- _Exercise_
All records below are to be repeated precisely, with nothing added.

Segment Start: Given information

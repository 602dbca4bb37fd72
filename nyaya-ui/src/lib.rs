//! nyaya-ui - terminal client for the Nyaya legal-aid assistant
//!
//! Validates form input, calls nyaya-api, and renders the JSON it returns.
//! Voice queries are recorded from the microphone and answers can be played
//! back through the speakers.

pub mod audio;
pub mod cli;
pub mod client;
pub mod error;
pub mod forms;
pub mod render;

pub use client::ApiClient;
pub use error::{ClientError, Result};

Segment End: Given information

- _Task response_
repository 602dbca4bb37fd72
filename nyaya-ui/src/lib.rs
//! nyaya-ui - terminal client for the Nyaya legal-aid assistant
//!
//! Validates form input, calls nyaya-api, and renders the JSON it returns.
//! Voice queries are recorded from the microphone and answers can be played
//! back through the speakers.

pub mod audio;
pub mod cli;
pub mod client;
pub mod error;
pub mod forms;
pub mod render;

pub use client::ApiClient;
pub use error::{ClientError, Result};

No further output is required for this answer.